> _Task item_
Print all of the data exactly as written.

━━ Listed records ━━

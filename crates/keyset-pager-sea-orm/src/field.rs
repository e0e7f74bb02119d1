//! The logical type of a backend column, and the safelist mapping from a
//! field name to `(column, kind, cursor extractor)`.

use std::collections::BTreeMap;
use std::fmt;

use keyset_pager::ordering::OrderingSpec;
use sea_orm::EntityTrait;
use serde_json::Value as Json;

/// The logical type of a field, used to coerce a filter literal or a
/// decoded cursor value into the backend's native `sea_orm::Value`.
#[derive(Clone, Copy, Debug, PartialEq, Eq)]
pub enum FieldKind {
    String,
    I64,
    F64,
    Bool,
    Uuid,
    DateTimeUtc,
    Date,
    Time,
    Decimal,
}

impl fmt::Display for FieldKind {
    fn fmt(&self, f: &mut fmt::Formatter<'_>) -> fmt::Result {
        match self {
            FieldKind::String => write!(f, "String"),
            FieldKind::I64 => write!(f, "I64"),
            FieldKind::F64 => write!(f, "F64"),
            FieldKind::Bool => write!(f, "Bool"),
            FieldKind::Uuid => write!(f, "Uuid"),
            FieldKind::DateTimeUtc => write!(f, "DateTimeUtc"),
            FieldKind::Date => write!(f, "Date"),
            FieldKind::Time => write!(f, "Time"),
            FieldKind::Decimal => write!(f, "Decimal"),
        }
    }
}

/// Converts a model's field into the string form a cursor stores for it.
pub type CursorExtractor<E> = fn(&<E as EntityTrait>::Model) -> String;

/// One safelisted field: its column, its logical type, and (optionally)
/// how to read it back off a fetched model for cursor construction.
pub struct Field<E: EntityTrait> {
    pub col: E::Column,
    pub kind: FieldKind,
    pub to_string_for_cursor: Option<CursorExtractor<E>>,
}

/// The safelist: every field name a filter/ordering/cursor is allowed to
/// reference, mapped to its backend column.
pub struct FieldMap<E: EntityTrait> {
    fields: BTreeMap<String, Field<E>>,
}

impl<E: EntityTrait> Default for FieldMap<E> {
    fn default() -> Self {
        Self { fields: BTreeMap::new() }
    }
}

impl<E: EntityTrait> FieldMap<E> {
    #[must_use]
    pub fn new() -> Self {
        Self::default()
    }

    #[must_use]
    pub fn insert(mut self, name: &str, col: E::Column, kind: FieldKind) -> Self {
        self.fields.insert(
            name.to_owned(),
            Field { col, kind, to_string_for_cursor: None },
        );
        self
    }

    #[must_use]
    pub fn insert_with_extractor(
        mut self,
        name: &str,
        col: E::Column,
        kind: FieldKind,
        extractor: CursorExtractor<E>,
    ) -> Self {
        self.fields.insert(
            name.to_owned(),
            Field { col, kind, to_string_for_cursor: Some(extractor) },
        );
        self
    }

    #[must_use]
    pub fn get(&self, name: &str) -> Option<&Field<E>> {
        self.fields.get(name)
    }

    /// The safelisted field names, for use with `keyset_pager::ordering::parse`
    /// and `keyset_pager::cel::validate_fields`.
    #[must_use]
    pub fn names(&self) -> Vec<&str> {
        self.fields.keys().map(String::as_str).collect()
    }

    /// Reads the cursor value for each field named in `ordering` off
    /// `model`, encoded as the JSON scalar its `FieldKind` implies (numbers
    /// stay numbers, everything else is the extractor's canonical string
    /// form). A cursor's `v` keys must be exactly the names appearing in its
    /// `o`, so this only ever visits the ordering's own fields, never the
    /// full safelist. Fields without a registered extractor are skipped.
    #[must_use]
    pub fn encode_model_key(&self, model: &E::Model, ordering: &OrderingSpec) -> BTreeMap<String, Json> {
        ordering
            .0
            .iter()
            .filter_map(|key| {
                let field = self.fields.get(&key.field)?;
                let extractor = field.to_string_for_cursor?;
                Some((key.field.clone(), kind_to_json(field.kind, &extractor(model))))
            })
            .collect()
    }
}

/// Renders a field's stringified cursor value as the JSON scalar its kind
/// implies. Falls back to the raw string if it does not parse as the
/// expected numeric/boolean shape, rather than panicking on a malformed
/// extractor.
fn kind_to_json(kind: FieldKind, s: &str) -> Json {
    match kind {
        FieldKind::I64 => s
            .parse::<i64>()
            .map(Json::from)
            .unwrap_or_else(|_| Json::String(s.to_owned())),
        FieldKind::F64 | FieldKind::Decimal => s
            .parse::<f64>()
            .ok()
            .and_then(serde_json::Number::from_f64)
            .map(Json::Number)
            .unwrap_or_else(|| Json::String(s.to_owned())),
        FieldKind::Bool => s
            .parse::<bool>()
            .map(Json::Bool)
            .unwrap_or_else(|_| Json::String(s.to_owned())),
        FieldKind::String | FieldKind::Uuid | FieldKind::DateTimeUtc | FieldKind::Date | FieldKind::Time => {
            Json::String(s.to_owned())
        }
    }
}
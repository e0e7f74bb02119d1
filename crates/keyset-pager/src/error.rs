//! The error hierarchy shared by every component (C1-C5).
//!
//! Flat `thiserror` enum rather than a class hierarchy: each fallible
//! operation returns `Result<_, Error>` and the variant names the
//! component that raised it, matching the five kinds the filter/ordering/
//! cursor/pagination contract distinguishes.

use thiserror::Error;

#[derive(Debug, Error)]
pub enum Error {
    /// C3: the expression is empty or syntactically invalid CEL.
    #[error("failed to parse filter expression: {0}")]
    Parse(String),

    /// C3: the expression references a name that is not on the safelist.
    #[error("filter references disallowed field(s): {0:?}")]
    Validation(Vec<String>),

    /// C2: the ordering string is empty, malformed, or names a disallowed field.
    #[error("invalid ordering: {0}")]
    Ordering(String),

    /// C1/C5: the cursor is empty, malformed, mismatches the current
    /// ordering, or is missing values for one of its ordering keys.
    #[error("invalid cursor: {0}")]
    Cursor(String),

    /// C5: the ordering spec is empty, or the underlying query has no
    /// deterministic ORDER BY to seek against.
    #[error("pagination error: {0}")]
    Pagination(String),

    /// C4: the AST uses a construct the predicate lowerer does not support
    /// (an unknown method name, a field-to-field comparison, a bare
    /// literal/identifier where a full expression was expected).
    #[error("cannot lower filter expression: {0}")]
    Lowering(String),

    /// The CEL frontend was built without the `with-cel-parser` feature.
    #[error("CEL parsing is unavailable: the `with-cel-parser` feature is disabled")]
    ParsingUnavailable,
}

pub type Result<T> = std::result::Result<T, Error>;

━━━

> _Solution_
filename crates/keyset-pager-sea-orm/src/field.rs
repository e0e7f74bb02119d1
//! The logical type of a backend column, and the safelist mapping from a
//! field name to `(column, kind, cursor extractor)`.

use std::collections::BTreeMap;
use std::fmt;

use keyset_pager::ordering::OrderingSpec;
use sea_orm::EntityTrait;
use serde_json::Value as Json;

/// The logical type of a field, used to coerce a filter literal or a
/// decoded cursor value into the backend's native `sea_orm::Value`.
#[derive(Clone, Copy, Debug, PartialEq, Eq)]
pub enum FieldKind {
    String,
    I64,
    F64,
    Bool,
    Uuid,
    DateTimeUtc,
    Date,
    Time,
    Decimal,
}

impl fmt::Display for FieldKind {
    fn fmt(&self, f: &mut fmt::Formatter<'_>) -> fmt::Result {
        match self {
            FieldKind::String => write!(f, "String"),
            FieldKind::I64 => write!(f, "I64"),
            FieldKind::F64 => write!(f, "F64"),
            FieldKind::Bool => write!(f, "Bool"),
            FieldKind::Uuid => write!(f, "Uuid"),
            FieldKind::DateTimeUtc => write!(f, "DateTimeUtc"),
            FieldKind::Date => write!(f, "Date"),
            FieldKind::Time => write!(f, "Time"),
            FieldKind::Decimal => write!(f, "Decimal"),
        }
    }
}

/// Converts a model's field into the string form a cursor stores for it.
pub type CursorExtractor<E> = fn(&<E as EntityTrait>::Model) -> String;

/// One safelisted field: its column, its logical type, and (optionally)
/// how to read it back off a fetched model for cursor construction.
pub struct Field<E: EntityTrait> {
    pub col: E::Column,
    pub kind: FieldKind,
    pub to_string_for_cursor: Option<CursorExtractor<E>>,
}

/// The safelist: every field name a filter/ordering/cursor is allowed to
/// reference, mapped to its backend column.
pub struct FieldMap<E: EntityTrait> {
    fields: BTreeMap<String, Field<E>>,
}

impl<E: EntityTrait> Default for FieldMap<E> {
    fn default() -> Self {
        Self { fields: BTreeMap::new() }
    }
}

impl<E: EntityTrait> FieldMap<E> {
    #[must_use]
    pub fn new() -> Self {
        Self::default()
    }

    #[must_use]
    pub fn insert(mut self, name: &str, col: E::Column, kind: FieldKind) -> Self {
        self.fields.insert(
            name.to_owned(),
            Field { col, kind, to_string_for_cursor: None },
        );
        self
    }

    #[must_use]
    pub fn insert_with_extractor(
        mut self,
        name: &str,
        col: E::Column,
        kind: FieldKind,
        extractor: CursorExtractor<E>,
    ) -> Self {
        self.fields.insert(
            name.to_owned(),
            Field { col, kind, to_string_for_cursor: Some(extractor) },
        );
        self
    }

    #[must_use]
    pub fn get(&self, name: &str) -> Option<&Field<E>> {
        self.fields.get(name)
    }

    /// The safelisted field names, for use with `keyset_pager::ordering::parse`
    /// and `keyset_pager::cel::validate_fields`.
    #[must_use]
    pub fn names(&self) -> Vec<&str> {
        self.fields.keys().map(String::as_str).collect()
    }

    /// Reads the cursor value for each field named in `ordering` off
    /// `model`, encoded as the JSON scalar its `FieldKind` implies (numbers
    /// stay numbers, everything else is the extractor's canonical string
    /// form). A cursor's `v` keys must be exactly the names appearing in its
    /// `o`, so this only ever visits the ordering's own fields, never the
    /// full safelist. Fields without a registered extractor are skipped.
    #[must_use]
    pub fn encode_model_key(&self, model: &E::Model, ordering: &OrderingSpec) -> BTreeMap<String, Json> {
        ordering
            .0
            .iter()
            .filter_map(|key| {
                let field = self.fields.get(&key.field)?;
                let extractor = field.to_string_for_cursor?;
                Some((key.field.clone(), kind_to_json(field.kind, &extractor(model))))
            })
            .collect()
    }
}

/// Renders a field's stringified cursor value as the JSON scalar its kind
/// implies. Falls back to the raw string if it does not parse as the
/// expected numeric/boolean shape, rather than panicking on a malformed
/// extractor.
fn kind_to_json(kind: FieldKind, s: &str) -> Json {
    match kind {
        FieldKind::I64 => s
            .parse::<i64>()
            .map(Json::from)
            .unwrap_or_else(|_| Json::String(s.to_owned())),
        FieldKind::F64 | FieldKind::Decimal => s
            .parse::<f64>()
            .ok()
            .and_then(serde_json::Number::from_f64)
            .map(Json::Number)
            .unwrap_or_else(|| Json::String(s.to_owned())),
        FieldKind::Bool => s
            .parse::<bool>()
            .map(Json::Bool)
            .unwrap_or_else(|_| Json::String(s.to_owned())),
        FieldKind::String | FieldKind::Uuid | FieldKind::DateTimeUtc | FieldKind::Date | FieldKind::Time => {
            Json::String(s.to_owned())
        }
    }
}
repository e0e7f74bb02119d1
filename crates/keyset-pager/src/error.rs
//! The error hierarchy shared by every component (C1-C5).
//!
//! Flat `thiserror` enum rather than a class hierarchy: each fallible
//! operation returns `Result<_, Error>` and the variant names the
//! component that raised it, matching the five kinds the filter/ordering/
//! cursor/pagination contract distinguishes.

use thiserror::Error;

#[derive(Debug, Error)]
pub enum Error {
    /// C3: the expression is empty or syntactically invalid CEL.
    #[error("failed to parse filter expression: {0}")]
    Parse(String),

    /// C3: the expression references a name that is not on the safelist.
    #[error("filter references disallowed field(s): {0:?}")]
    Validation(Vec<String>),

    /// C2: the ordering string is empty, malformed, or names a disallowed field.
    #[error("invalid ordering: {0}")]
    Ordering(String),

    /// C1/C5: the cursor is empty, malformed, mismatches the current
    /// ordering, or is missing values for one of its ordering keys.
    #[error("invalid cursor: {0}")]
    Cursor(String),

    /// C5: the ordering spec is empty, or the underlying query has no
    /// deterministic ORDER BY to seek against.
    #[error("pagination error: {0}")]
    Pagination(String),

    /// C4: the AST uses a construct the predicate lowerer does not support
    /// (an unknown method name, a field-to-field comparison, a bare
    /// literal/identifier where a full expression was expected).
    #[error("cannot lower filter expression: {0}")]
    Lowering(String),

    /// The CEL frontend was built without the `with-cel-parser` feature.
    #[error("CEL parsing is unavailable: the `with-cel-parser` feature is disabled")]
    ParsingUnavailable,
}

pub type Result<T> = std::result::Result<T, Error>;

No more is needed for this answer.